Top of DATA FOR THIS EXERCISE

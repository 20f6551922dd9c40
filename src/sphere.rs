//! Pseudo-3D sphere projection (orbit mode)
//!
//! Each domain becomes a sphere at its cluster center: ambient particles fill
//! the volume (core-biased and shell-biased families), entities sit on the
//! surface, and the whole arrangement spins slowly. Projection is
//! orthographic; depth only modulates alpha and draw order, there is no
//! occlusion.

use std::collections::HashMap;
use std::f32::consts::TAU;

use glam::{Vec2, Vec3};
use rand::Rng;
use rand_pcg::Pcg32;

use crate::camera::Camera;
use crate::consts::{GOLDEN_ANGLE, SPHERE_DEPTH_EFFECT};
use crate::layout::DomainCluster;

/// Ambient particle in sphere-local 3D coordinates
#[derive(Debug, Clone)]
pub struct SphereParticle {
    pub local: Vec3,
    pub size: f32,
    pub base_alpha: f32,
}

#[derive(Debug, Clone)]
struct SphereCluster {
    center: Vec2,
    radius: f32,
    color: [f32; 3],
    particles: Vec<SphereParticle>,
}

/// Entity placement on its domain sphere: fixed spherical angles.
#[derive(Debug, Clone, Copy)]
struct Anchor {
    cluster: usize,
    azimuth: f32,
    inclination: f32,
}

/// A particle projected to screen space, carrying depth for sorting
#[derive(Debug, Clone)]
pub struct ProjectedPoint {
    pub screen: Vec2,
    /// Normalized depth in [-1, 1]; larger is nearer
    pub z: f32,
    pub size: f32,
    pub alpha: f32,
    pub color: [f32; 3],
}

/// Screen pose for a UI card orbiting on a sphere
#[derive(Debug, Clone, Copy)]
pub struct CardPose {
    pub screen: Vec2,
    /// Facing rotation derived from the card's orbital position
    pub facing: f32,
    /// Secondary tilt from normalized vertical position
    pub tilt: f32,
    /// Depth alpha factor in [0.3, 1.0]
    pub depth_alpha: f32,
}

/// All per-domain spheres plus the shared rotation angle
#[derive(Debug, Clone, Default)]
pub struct SphereScene {
    clusters: Vec<SphereCluster>,
    anchors: HashMap<usize, Anchor>,
    pub rotation: f32,
}

/// Depth-modulated alpha factor: near points brighter, far points dimmer.
#[inline]
fn depth_alpha(normalized_z: f32) -> f32 {
    0.3 + (normalized_z + 1.0) * 0.35 * SPHERE_DEPTH_EFFECT
}

impl SphereScene {
    /// Build spheres from the derived domain clusters. Regenerated wholesale
    /// on catalog change; rotation restarts at zero.
    pub fn build<'a>(clusters: impl Iterator<Item = &'a DomainCluster>, rng: &mut Pcg32) -> Self {
        let mut scene = SphereScene::default();

        for cluster in clusters {
            let radius = cluster.radius * 0.8;
            let ci = scene.clusters.len();

            let core_count = (radius / 10.0) as usize + 12;
            let shell_count = core_count * 2;
            let mut particles = Vec::with_capacity(core_count + shell_count);

            // Core family: biased toward the center
            for _ in 0..core_count {
                let r = rng.random::<f32>() * radius * 0.3;
                particles.push(SphereParticle {
                    local: spherical(r, rng),
                    size: 2.0 + rng.random::<f32>() * 2.0,
                    base_alpha: 0.4 + rng.random::<f32>() * 0.4,
                });
            }
            // Shell family: biased toward the surface
            for _ in 0..shell_count {
                let r = rng.random::<f32>().powf(0.4) * radius;
                particles.push(SphereParticle {
                    local: spherical(r, rng),
                    size: 1.5 + rng.random::<f32>() * 2.0,
                    base_alpha: 0.25 + rng.random::<f32>() * 0.35,
                });
            }

            // Entities on (just outside) the surface at fixed angles
            let n = cluster.members.len();
            for (k, &entity) in cluster.members.iter().enumerate() {
                let inclination = (1.0 - 2.0 * (k as f32 + 0.5) / n as f32).acos();
                let azimuth = k as f32 * GOLDEN_ANGLE;
                scene.anchors.insert(
                    entity,
                    Anchor {
                        cluster: ci,
                        azimuth,
                        inclination,
                    },
                );
            }

            scene.clusters.push(SphereCluster {
                center: cluster.center,
                radius,
                color: cluster.color,
                particles,
            });
        }

        scene
    }

    /// Accumulate the global rotation angle.
    pub fn advance(&mut self, delta: f32) {
        self.rotation = (self.rotation + delta) % TAU;
    }

    /// Project every ambient particle to screen space, sorted back-to-front
    /// by depth for correct translucent layering.
    pub fn project(&self, camera: &Camera) -> Vec<ProjectedPoint> {
        let mut points = Vec::new();
        let (sin_r, cos_r) = self.rotation.sin_cos();

        for cluster in &self.clusters {
            if cluster.radius <= 0.0 {
                continue;
            }
            let center_screen = camera.world_to_screen(cluster.center);
            for p in &cluster.particles {
                // Rotate around the vertical axis
                let x = p.local.x * cos_r - p.local.z * sin_r;
                let z = p.local.x * sin_r + p.local.z * cos_r;
                let nz = z / cluster.radius;
                points.push(ProjectedPoint {
                    screen: center_screen + Vec2::new(x, p.local.y) * camera.scale,
                    z: nz,
                    size: p.size * camera.scale,
                    alpha: p.base_alpha * depth_alpha(nz),
                    color: cluster.color,
                });
            }
        }

        points.sort_by(|a, b| a.z.partial_cmp(&b.z).unwrap_or(std::cmp::Ordering::Equal));
        points
    }

    /// Screen pose for one entity's card, if it belongs to a sphere.
    pub fn card_pose(&self, entity: usize, camera: &Camera) -> Option<CardPose> {
        let anchor = self.anchors.get(&entity)?;
        let cluster = &self.clusters[anchor.cluster];
        if cluster.radius <= 0.0 {
            return None;
        }

        let r = cluster.radius * 1.05;
        let azimuth = anchor.azimuth + self.rotation;
        let x = r * anchor.inclination.sin() * azimuth.cos();
        let z = r * anchor.inclination.sin() * azimuth.sin();
        let y = r * anchor.inclination.cos();

        let screen = camera.world_to_screen(cluster.center) + Vec2::new(x, y) * camera.scale;
        Some(CardPose {
            screen,
            facing: z.atan2(x),
            tilt: (y / cluster.radius) * 0.25,
            depth_alpha: depth_alpha(z / cluster.radius),
        })
    }

}

/// Uniform direction at radius `r`: inclination via acos(2u - 1), uniform
/// azimuth.
fn spherical(r: f32, rng: &mut Pcg32) -> Vec3 {
    let inclination = (2.0 * rng.random::<f32>() - 1.0).acos();
    let azimuth = rng.random::<f32>() * TAU;
    Vec3::new(
        r * inclination.sin() * azimuth.cos(),
        r * inclination.cos(),
        r * inclination.sin() * azimuth.sin(),
    )
}

#[cfg(test)]
mod tests {
    use super::*;
    use rand::SeedableRng;

    fn demo_cluster(members: Vec<usize>) -> DomainCluster {
        DomainCluster {
            domain: "umbra".to_string(),
            color: [0.5, 0.5, 1.0],
            center: Vec2::new(100.0, -50.0),
            radius: 300.0,
            members,
        }
    }

    fn demo_scene() -> SphereScene {
        let cluster = demo_cluster(vec![0, 1, 2, 3]);
        let mut rng = Pcg32::seed_from_u64(7);
        SphereScene::build([cluster].iter(), &mut rng)
    }

    #[test]
    fn test_projection_sorted_back_to_front() {
        let scene = demo_scene();
        let camera = Camera::new(800.0, 600.0);
        let points = scene.project(&camera);
        assert!(!points.is_empty());
        for pair in points.windows(2) {
            assert!(pair[0].z <= pair[1].z);
        }
    }

    #[test]
    fn test_depth_alpha_bounds() {
        let scene = demo_scene();
        let camera = Camera::new(800.0, 600.0);
        for p in scene.project(&camera) {
            assert!(p.z >= -1.001 && p.z <= 1.001);
            assert!(p.alpha >= 0.0 && p.alpha <= 1.0);
        }
    }

    #[test]
    fn test_rotation_accumulates_and_wraps() {
        let mut scene = demo_scene();
        scene.advance(1.0);
        assert!((scene.rotation - 1.0).abs() < 1e-6);
        scene.advance(TAU);
        assert!(scene.rotation < TAU);
    }

    #[test]
    fn test_rotation_moves_card() {
        let mut scene = demo_scene();
        let camera = Camera::new(800.0, 600.0);
        let before = scene.card_pose(1, &camera).unwrap();
        scene.advance(0.8);
        let after = scene.card_pose(1, &camera).unwrap();
        assert!(before.screen.distance(after.screen) > 1.0);
    }

    #[test]
    fn test_unknown_entity_has_no_pose() {
        let scene = demo_scene();
        let camera = Camera::new(800.0, 600.0);
        assert!(scene.card_pose(99, &camera).is_none());
    }

    #[test]
    fn test_card_facing_tracks_orbit() {
        let scene = demo_scene();
        let camera = Camera::new(800.0, 600.0);
        let pose = scene.card_pose(0, &camera).unwrap();
        assert!(pose.facing.is_finite());
        assert!(pose.tilt.abs() <= 0.25 * 1.05 + 1e-3);
    }
}
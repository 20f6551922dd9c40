//! Frame vertex emission
//!
//! Pure read of engine state into screen-space triangles, in fixed
//! back-to-front order: noise blobs, nebula clusters (clouds + glow + label
//! dust), connector beams, sigils, star field. Degenerate geometry (zero
//! length segments, missing endpoints) skips the draw, never the simulation.

use glam::Vec2;

use super::state::{BeamStyle, Engine, ViewMode};
use crate::consts::SIGIL_GRID_PITCH;
use crate::grid_snap;
use crate::renderer::shapes::{pixel_rect, soft_disc, streak};
use crate::renderer::vertex::{Vertex, colors};

/// Emit one frame of geometry.
pub fn draw(engine: &Engine, out: &mut Vec<Vertex>) {
    if engine.settings.quality.noise_blobs_enabled() {
        draw_noise_blobs(engine, out);
    }

    match engine.mode {
        ViewMode::Flat => {
            draw_cluster_fields(engine, out);
            if engine.settings.beams {
                draw_beams(engine, out);
            }
            if engine.settings.sigils {
                draw_sigils(engine, out);
            }
        }
        ViewMode::Orbit => {
            draw_sphere(engine, out);
            if engine.settings.beams {
                draw_beams(engine, out);
            }
            if engine.settings.sigils {
                draw_sigils(engine, out);
            }
        }
    }

    draw_stars(engine, out);
}

/// Cheap deterministic flicker in [0, 1); replaces per-frame RNG draws on
/// the immutable render path.
#[inline]
fn flicker(seed: f32, time: f32) -> f32 {
    ((seed * 12.9898 + time * 7.31).sin() * 43758.547).fract().abs()
}

/// Snap a screen position to the sigil pixel grid.
#[inline]
fn snap(pos: Vec2) -> Vec2 {
    Vec2::new(
        grid_snap(pos.x, SIGIL_GRID_PITCH),
        grid_snap(pos.y, SIGIL_GRID_PITCH),
    )
}

fn draw_noise_blobs(engine: &Engine, out: &mut Vec<Vertex>) {
    for blob in &engine.blobs {
        let screen = engine.camera.world_to_screen(blob.pos);
        let radius = blob.radius * engine.camera.scale;
        if !engine.camera.on_screen(screen, radius) {
            continue;
        }
        soft_disc(out, screen, radius, colors::NOISE_BLOB, blob.alpha, 4);
    }
}

fn draw_cluster_fields(engine: &Engine, out: &mut Vec<Vertex>) {
    let scale = engine.camera.scale;
    let glow_layers = engine.settings.quality.glow_layers();

    for field in &engine.clusters {
        let center = engine.camera.world_to_screen(field.cluster.center);
        let radius = field.cluster.radius * scale;

        // Two concentric radial glows: tight core, wide soft halo
        if engine.camera.on_screen(center, radius * 1.2) {
            soft_disc(out, center, radius * 1.05, field.cluster.color, 0.08, glow_layers);
            soft_disc(out, center, radius * 0.35, field.cluster.color, 0.20, glow_layers);
        }

        // Cloud particles: simulated always, drawn only on screen
        for p in &field.nebula {
            let screen = engine.camera.world_to_screen(p.pos);
            if !engine.camera.on_screen(screen, 60.0) {
                continue;
            }
            let breathe = (engine.time * field.pulse_speed + p.phase).sin() * 0.3 + 0.7;
            let alpha = p.base_alpha * breathe;
            let pos = snap(screen);
            pixel_rect(out, pos, p.size * scale, field.cluster.color, alpha);

            // Glitch-heavy domains occasionally streak with chromatic ghosts
            if field.glitch_chance > 0.08
                && flicker(p.phase, engine.time) < field.glitch_chance * 0.02
            {
                streak(out, pos, 14.0 * scale, 1.5, field.cluster.color, alpha);
                pixel_rect(out, pos - Vec2::new(3.0, 0.0), p.size * scale, colors::GHOST_LEFT, alpha * 0.5);
                pixel_rect(out, pos + Vec2::new(3.0, 0.0), p.size * scale, colors::GHOST_RIGHT, alpha * 0.5);
            }
        }

        // Label dust below the cluster center, breathing like the nebula
        if engine.settings.quality.label_dust_enabled() {
            let anchor = engine
                .camera
                .world_to_screen(field.cluster.center + Vec2::new(0.0, field.cluster.radius * 0.45));
            for mote in &field.dust {
                let screen = anchor + mote.offset * scale;
                if !engine.camera.on_screen(screen, 30.0) {
                    continue;
                }
                let breathe = (engine.time * field.pulse_speed + mote.phase).sin() * 0.3 + 0.7;
                pixel_rect(out, snap(screen), 2.0 * scale, field.cluster.color, 0.16 * breathe);
            }
        }
    }
}

fn draw_beams(engine: &Engine, out: &mut Vec<Vertex>) {
    for batch in &engine.beams {
        // Missing endpoint (filtered/unmounted entity): skip this frame
        let (Some(a), Some(b)) = (
            engine.screen_position_of(batch.from),
            engine.screen_position_of(batch.to),
        ) else {
            continue;
        };

        let segment = b - a;
        let len = segment.length();
        if len < 1e-3 {
            continue;
        }
        let dir = segment / len;
        let perp = Vec2::new(-dir.y, dir.x);

        // Shared pulse for the pulse style
        let global_pulse = (engine.time * 1.8).sin() * 0.35 + 0.65;

        for p in &batch.particles {
            let pos = a + segment * p.t + perp * p.jitter;
            if !engine.camera.on_screen(pos, 40.0) {
                continue;
            }
            // Alpha tapers to zero at both endpoints
            let taper = (p.t.min(1.0 - p.t) * 4.0).min(1.0);
            let style_term = match engine.beam_style {
                BeamStyle::Pulse => {
                    global_pulse * ((engine.time * 2.2 + p.phase).sin() * 0.5 + 0.5)
                }
                BeamStyle::Stream => (engine.time * 3.0 + p.phase).sin() * 0.2 + 0.8,
            };
            let alpha = 0.7 * batch.intensity * taper * style_term;
            pixel_rect(out, pos, 2.0, batch.color, alpha);
        }
    }
}

fn draw_sigils(engine: &Engine, out: &mut Vec<Vertex>) {
    let scale = engine.camera.scale.max(0.5);
    let spin = if engine.settings.reduced_motion {
        0.0
    } else {
        engine.time * 0.15
    };
    let (sin_s, cos_s) = spin.sin_cos();

    for (idx, points) in engine.sigils.iter().enumerate() {
        let Some(center) = engine.screen_position_of(idx) else {
            continue;
        };
        if !engine.camera.on_screen(center, 120.0) {
            continue;
        }
        let depth_fade = match engine.mode {
            ViewMode::Flat => 1.0,
            ViewMode::Orbit => engine
                .sphere
                .card_pose(idx, &engine.camera)
                .map(|p| p.depth_alpha)
                .unwrap_or(1.0),
        };
        let color = crate::layout::domain_color(engine.entities[idx].domain_key());
        for p in points {
            let rotated = Vec2::new(
                p.pos.x * cos_s - p.pos.y * sin_s,
                p.pos.x * sin_s + p.pos.y * cos_s,
            );
            let pos = snap(center + rotated * scale);
            pixel_rect(out, pos, p.size * scale, color, p.alpha * depth_fade);
        }
    }
}

fn draw_sphere(engine: &Engine, out: &mut Vec<Vertex>) {
    for p in engine.sphere.project(&engine.camera) {
        if !engine.camera.on_screen(p.screen, 40.0) {
            continue;
        }
        pixel_rect(out, snap(p.screen), p.size, p.color, p.alpha);
    }
}

fn draw_stars(engine: &Engine, out: &mut Vec<Vertex>) {
    for star in &engine.stars {
        let alpha = star.alpha();
        if star.glitch {
            streak(out, star.pos, 12.0, 1.5, colors::STAR, alpha);
            // Occasional chromatic-aberration ghosts in contrasting hues
            if flicker(star.max_life as f32, engine.time) < 0.1 {
                streak(out, star.pos - Vec2::new(3.0, 0.0), 12.0, 1.5, colors::GHOST_LEFT, alpha * 0.5);
                streak(out, star.pos + Vec2::new(3.0, 0.0), 12.0, 1.5, colors::GHOST_RIGHT, alpha * 0.5);
            }
        } else {
            pixel_rect(out, star.pos, star.size, colors::STAR, alpha);
        }
    }
}

#[cfg(test)]
mod tests {
    use super::*;
    use crate::engine::tick::tick;
    use crate::layout::{Connection, ConnectionKind, Entity};
    use crate::settings::{QualityPreset, Settings};

    fn demo_engine() -> Engine {
        let entities = vec![
            Entity {
                id: "a".to_string(),
                pos: Vec2::new(-100.0, 0.0),
                domain: Some("umbra".to_string()),
                name: "A".to_string(),
            },
            Entity {
                id: "b".to_string(),
                pos: Vec2::new(100.0, 0.0),
                domain: Some("umbra".to_string()),
                name: "B".to_string(),
            },
            Entity {
                id: "c".to_string(),
                pos: Vec2::new(0.0, 150.0),
                domain: Some("forge".to_string()),
                name: "C".to_string(),
            },
        ];
        let explicit = vec![Connection {
            from: "a".to_string(),
            to: "c".to_string(),
            strength: 0.9,
            kind: ConnectionKind::Explicit,
        }];
        let mut engine = Engine::new(800.0, 600.0, Settings::default(), 5);
        engine.set_catalog(&entities, &explicit);
        engine
    }

    #[test]
    fn test_frame_emits_triangles() {
        let mut engine = demo_engine();
        for _ in 0..30 {
            tick(&mut engine, 1.0 / 60.0);
        }
        let mut out = Vec::new();
        draw(&engine, &mut out);
        assert!(!out.is_empty());
        assert_eq!(out.len() % 3, 0, "triangle list must be a multiple of 3");
        for v in &out {
            assert!(v.position[0].is_finite() && v.position[1].is_finite());
            assert!((0.0..=1.0).contains(&v.color[3]));
        }
    }

    #[test]
    fn test_orbit_mode_frame_is_finite() {
        let mut engine = demo_engine();
        engine.set_mode(ViewMode::Orbit);
        for _ in 0..30 {
            tick(&mut engine, 1.0 / 60.0);
        }
        let mut out = Vec::new();
        draw(&engine, &mut out);
        assert!(!out.is_empty());
        assert!(out.iter().all(|v| v.position[0].is_finite()));
    }

    #[test]
    fn test_zero_length_beam_skipped() {
        // Two entities forced onto the same point: singleton domains keep
        // their author positions, so overlap them deliberately.
        let entities = vec![
            Entity {
                id: "x".to_string(),
                pos: Vec2::ZERO,
                domain: Some("one".to_string()),
                name: "X".to_string(),
            },
            Entity {
                id: "y".to_string(),
                pos: Vec2::ZERO,
                domain: Some("two".to_string()),
                name: "Y".to_string(),
            },
        ];
        let mut engine = Engine::new(800.0, 600.0, Settings::default(), 5);
        engine.set_catalog(&entities, &[]);
        let mut out = Vec::new();
        draw(&engine, &mut out);
        // No NaN leaked from the degenerate segment
        assert!(out.iter().all(|v| v.position[0].is_finite() && v.position[1].is_finite()));
    }

    #[test]
    fn test_empty_catalog_keeps_running() {
        let mut engine = Engine::new(800.0, 600.0, Settings::default(), 5);
        engine.set_catalog(&[], &[]);
        for _ in 0..120 {
            tick(&mut engine, 1.0 / 60.0);
        }
        let mut out = Vec::new();
        draw(&engine, &mut out);
        // Ambient stars only; no panic, no clusters
        assert!(engine.clusters.is_empty());
    }

    #[test]
    fn test_low_quality_skips_label_dust() {
        let mut engine = Engine::new(800.0, 600.0, Settings::from_preset(QualityPreset::Low), 5);
        let entities = vec![
            Entity {
                id: "a".to_string(),
                pos: Vec2::ZERO,
                domain: Some("umbra".to_string()),
                name: "A".to_string(),
            },
            Entity {
                id: "b".to_string(),
                pos: Vec2::new(10.0, 0.0),
                domain: Some("umbra".to_string()),
                name: "B".to_string(),
            },
        ];
        engine.set_catalog(&entities, &[]);
        let mut low = Vec::new();
        draw(&engine, &mut low);

        engine.settings = Settings::from_preset(QualityPreset::High);
        engine.set_catalog(&entities, &[]);
        let mut high = Vec::new();
        draw(&engine, &mut high);
        assert!(high.len() > low.len());
    }

    #[test]
    fn test_screen_position_query_matches_camera() {
        let engine = demo_engine();
        let idx = engine.index["c"];
        let expected = engine.camera.world_to_screen(engine.entities[idx].pos);
        assert_eq!(engine.screen_position("c"), Some(expected));
        assert_eq!(engine.screen_position("missing"), None);
    }
}
//! Denizen Atlas - an animated star-field visualization of a denizen catalog
//!
//! Core modules:
//! - `sigil`: Deterministic procedural sigil generation (seeded, pure)
//! - `layout`: Spatial clustering by domain + connection synthesis
//! - `camera`: Pan/zoom viewport transform (world <-> screen)
//! - `engine`: Per-frame particle simulation and draw-call emission
//! - `sphere`: Pseudo-3D orbit mode (per-domain sphere projection)
//! - `renderer`: WebGPU rendering pipeline

pub mod camera;
pub mod engine;
pub mod layout;
pub mod renderer;
pub mod settings;
pub mod sigil;
pub mod sphere;

pub use camera::Camera;
pub use engine::{BeamStyle, Engine, ViewMode};
pub use layout::{Connection, DomainCluster, Entity};
pub use settings::{QualityPreset, Settings};

use glam::Vec2;

/// Visualization tuning constants
pub mod consts {
    /// Golden angle in radians, pi * (3 - sqrt(5)); even non-repeating angular spacing
    pub const GOLDEN_ANGLE: f32 = 2.399_963_2;

    /// Camera zoom bounds
    pub const MIN_SCALE: f32 = 0.2;
    pub const MAX_SCALE: f32 = 3.0;
    /// Per-notch wheel zoom factors
    pub const ZOOM_IN_FACTOR: f32 = 1.08;
    pub const ZOOM_OUT_FACTOR: f32 = 0.92;

    /// Clustering layout. The spiral radius grows with the square root of
    /// the placement index (Vogel disc), so CARD_MIN_SPACING doubles as the
    /// radial coefficient. MAX_CLUSTER_RADIUS holds for clusters of up to
    /// 26 members; beyond that, spacing wins over extent.
    pub const CARD_MIN_SPACING: f32 = 180.0;
    pub const MAX_CLUSTER_RADIUS: f32 = 900.0;
    /// Bucket for entities with no domain
    pub const DEFAULT_DOMAIN: &str = "unaligned";

    /// Connection synthesis
    pub const SMALL_CONSTELLATION_MAX: usize = 10;
    pub const SAME_DOMAIN_STRENGTH: f32 = 0.8;
    pub const CROSS_DOMAIN_STRENGTH: f32 = 0.35;

    /// Cluster radius padding: base + per-member growth
    pub const CLUSTER_PAD_BASE: f32 = 120.0;
    pub const CLUSTER_PAD_PER_MEMBER: f32 = 18.0;
    pub const CLUSTER_MIN_RADIUS: f32 = 220.0;

    /// Star field
    pub const STAR_CAP: usize = 60;
    pub const STAR_SPAWN_CHANCE: f32 = 0.06;
    pub const STAR_GLITCH_CHANCE: f32 = 0.15;

    /// Nebula simulation
    pub const NEBULA_DENSITY: f32 = 2600.0;
    pub const NEBULA_CAP_PER_CLUSTER: usize = 220;
    pub const NEBULA_SPRING: f32 = 0.002;
    pub const NEBULA_DAMPING: f32 = 0.92;
    pub const NEBULA_DEADZONE: f32 = 2.0;

    /// Sigil rasterization grid pitch (pixel-art snap)
    pub const SIGIL_GRID_PITCH: f32 = 3.0;

    /// Sphere mode
    pub const SPHERE_ROTATION_RATE: f32 = 0.12;
    pub const SPHERE_DEPTH_EFFECT: f32 = 1.0;
}

/// Convert polar (r, theta) to cartesian (x, y)
#[inline]
pub fn polar_to_cartesian(r: f32, theta: f32) -> Vec2 {
    Vec2::new(r * theta.cos(), r * theta.sin())
}

/// Snap a coordinate down to the nearest multiple of `pitch`
#[inline]
pub fn grid_snap(v: f32, pitch: f32) -> f32 {
    (v / pitch).floor() * pitch
}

Bottom of DATA FOR THIS EXERCISE

> _EXERCISE DIRECTIONS_: All lines above that hold the string "expected" should be copied.

> _ANSWER FOR THIS EXERCISE_:
        let expected = engine.camera.world_to_screen(engine.entities[idx].pos);
        assert_eq!(engine.screen_position("c"), Some(expected));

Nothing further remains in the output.